*** Available data Section Begins ***

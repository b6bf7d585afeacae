//! Brewsheet
//!
//! Renders a BeerXML recipe document as text tables or JSON on stdout.

use std::fs;

use tracing_subscriber::EnvFilter;

use brewsheet::render::{render, RenderConfig, RenderOutcome, RenderedRecipe};

fn print_usage() {
    eprintln!("Usage: brewsheet [OPTIONS] <FILE>");
    eprintln!();
    eprintln!("Options:");
    eprintln!("  --metric         Display metric values instead of U.S. values");
    eprintln!("  --json           Emit the rendered sections as JSON");
    eprintln!("  --no-style       Skip the style table");
    eprintln!("  --no-download    Skip the download link section");
    eprintln!("  --url <URL>      Source URL for the download link");
    eprintln!("  --version        Print version information");
}

fn print_text(rendered: &RenderedRecipe) {
    for section in &rendered.sections {
        println!("{}", section.heading);

        if section.columns.is_empty() {
            for row in &section.rows {
                for (_, value) in row.iter() {
                    println!("  {}", value);
                }
            }
        } else {
            let mut widths: Vec<usize> = section
                .columns
                .iter()
                .map(|c| c.chars().count())
                .collect();
            for row in &section.rows {
                for (i, column) in section.columns.iter().enumerate() {
                    if let Some(value) = row.get(column) {
                        widths[i] = widths[i].max(value.chars().count());
                    }
                }
            }

            let header: Vec<String> = section
                .columns
                .iter()
                .zip(&widths)
                .map(|(column, &width)| format!("{:<1$}", column, width))
                .collect();
            println!("  {}", header.join("  ").trim_end());

            for row in &section.rows {
                let cells: Vec<String> = section
                    .columns
                    .iter()
                    .zip(&widths)
                    .map(|(column, &width)| format!("{:<1$}", row.get(column).unwrap_or(""), width))
                    .collect();
                println!("  {}", cells.join("  ").trim_end());
            }
        }

        if let Some(link) = &section.link {
            println!("  {}", link);
        }
        println!();
    }
}

fn main() -> Result<(), Box<dyn std::error::Error>> {
    // Initialize logging to stderr so stdout stays clean for the output
    tracing_subscriber::fmt()
        .with_env_filter(EnvFilter::from_default_env().add_directive("brewsheet=info".parse()?))
        .with_writer(std::io::stderr)
        .init();

    let mut config = RenderConfig::default();
    let mut json = false;
    let mut input: Option<String> = None;

    let mut args = std::env::args().skip(1);
    while let Some(arg) = args.next() {
        match arg.as_str() {
            "--metric" => config.use_metric = true,
            "--json" => json = true,
            "--no-style" => config.include_style = false,
            "--no-download" => config.include_download_link = false,
            "--url" => {
                let Some(url) = args.next() else {
                    eprintln!("--url requires a value");
                    std::process::exit(2);
                };
                config.source_url = Some(url);
            }
            "--version" => {
                println!("{}", brewsheet::build_info::banner());
                return Ok(());
            }
            "--help" | "-h" => {
                print_usage();
                return Ok(());
            }
            _ => input = Some(arg),
        }
    }

    let Some(path) = input else {
        print_usage();
        std::process::exit(2);
    };

    let text = fs::read_to_string(&path)?;
    match render(&text, &config)? {
        RenderOutcome::Rendered(rendered) => {
            if json {
                println!("{}", serde_json::to_string_pretty(&rendered)?);
            } else {
                print_text(&rendered);
            }
        }
        RenderOutcome::NoRecipeFound => {
            eprintln!("No recipe found in {}", path);
            std::process::exit(1);
        }
    }

    Ok(())
}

*** Available data Section Ends ***

From the entries, copy every line in which the word "join" occurs.

            println!("  {}", header.join("  ").trim_end());
                println!("  {}", cells.join("  ").trim_end());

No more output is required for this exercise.